I have learned, when suspecting psychosocial illness, not to be distracted by picture-postcard accounts of life. We all put a gloss on things with strangers; even with family and close friends. Many people are unaware of how their emotional life affects their body, so won’t see the relevance to admitting difficulties when discussing what seems to be a problem with their physical health.
What struck me in Adam’s account was his partner’s pregnancy. This was the one thing that represented change. “How do you feel about the baby?” I asked. But even there, too, he declared himself to be delighted. It had been planned, and they were both looking forward to becoming parents.
My last thought was bereavement, not necessarily a recent one. Often when we approach the anniversary of a loved one’s death – and it may have happened years ago – the grief resurfaces. But no, Adam said. There was no one.
I’d taken a wrong turn; these amorphous symptoms must have a biological basis that I was going to have to investigate. I was about to invite him in for examination, and to do some blood and stool tests, when he suddenly said: “Well, there was my old man.”
Adam explained that his father had left when he was still a baby, and he had never seen him again. Adam had recently managed to trace his whereabouts, only to discover that he’d died eight months previously. “But it can’t be that, right? I never even knew him.”

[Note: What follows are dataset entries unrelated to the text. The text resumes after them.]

use axum::{
    extract::{Path, State},
    http::header::CONTENT_TYPE,
    response::{IntoResponse, Response},
    routing::get,
    Router,
};
use maud::Markup;

use crate::rejections::{AppError, OptionExt, ResultExt};
use crate::{views, AppState};

pub fn routes() -> Router<AppState> {
    Router::new()
        .route("/results/{survey_id}/{token}", get(results))
        .route("/chart/{question_id}/{token}", get(chart))
}

/// Results are gated by the survey token, not a respondent session.
async fn results(
    State(state): State<AppState>,
    Path((survey_id, token)): Path<(i64, String)>,
) -> Result<Markup, AppError> {
    let survey = state
        .db
        .survey_by_id_and_token(survey_id, &token)
        .await
        .reject("could not look up survey")?
        .or_not_found()?;

    let questions = state
        .db
        .questions_for_survey(survey.id)
        .await
        .reject("could not get questions")?;

    Ok(views::page(
        &survey.name,
        views::results::results(&survey, &questions),
    ))
}

/// Serve the chart artifact for one question. Any failure along the way
/// degrades to a 404 so the results page falls back to its placeholder
/// instead of breaking.
async fn chart(
    State(state): State<AppState>,
    Path((question_id, token)): Path<(i64, String)>,
) -> Result<Response, AppError> {
    let question = state
        .db
        .question_by_id(question_id)
        .await
        .reject("could not look up question")?
        .or_not_found()?;
    let survey = state
        .db
        .survey_for_question(question_id)
        .await
        .reject("could not look up survey")?
        .or_not_found()?;

    if survey.token != token {
        return Err(AppError::NotFound);
    }

    let path = match state.charts.chart_for(&state.db, &survey, &question).await {
        Ok(Some(path)) => path,
        Ok(None) => return Err(AppError::NotFound),
        Err(e) => {
            tracing::error!("could not produce chart for question {question_id}: {e}");
            return Err(AppError::NotFound);
        }
    };

    let bytes = std::fs::read(&path).reject("could not read chart artifact")?;

    Ok(([(CONTENT_TYPE, "image/svg+xml")], bytes).into_response())
}
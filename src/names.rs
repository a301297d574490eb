pub const HOME_URL: &str = "/";

pub fn start_url(slug: &str) -> String {
    format!("/survey/{slug}")
}

pub fn page_url(survey_id: i64, token: &str, rank: i64) -> String {
    format!("/survey/{survey_id}/{token}/page/{rank}")
}

pub fn done_url(survey_id: i64, token: &str) -> String {
    format!("/survey/{survey_id}/{token}/done")
}

pub fn results_url(survey_id: i64, token: &str) -> String {
    format!("/results/{survey_id}/{token}")
}

pub fn chart_url(question_id: i64, token: &str) -> String {
    format!("/chart/{question_id}/{token}")
}

/// Form field key for a question, stable across render and submit.
pub fn question_field_name(question_id: i64) -> String {
    format!("question-{question_id}")
}

/// Home page form field carrying the survey slug. The respondent
/// session cookie itself is named after the slug, one per survey.
pub const SLUG_FIELD_NAME: &str = "start-slug";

“When did you find out he’d died?” I asked.
“A few weeks back.”
“When all these symptoms started?”
Adam agreed.
He hadn’t known why he’d decided, in his mid-twenties, suddenly to go searching for his dad. I was explaining how impending parenthood stirs long-forgotten childhood experiences. How he wasn’t grieving his dad as a person, but was grieving the loss of the idea of ever having a dad himself, and a granddad for his baby when it came.
Somewhere in among my words, I heard Adam sobbing at the other end of the phone. When he could talk again, he said he could see all that. Within two days his physical symptoms had gone, now he was able to mourn.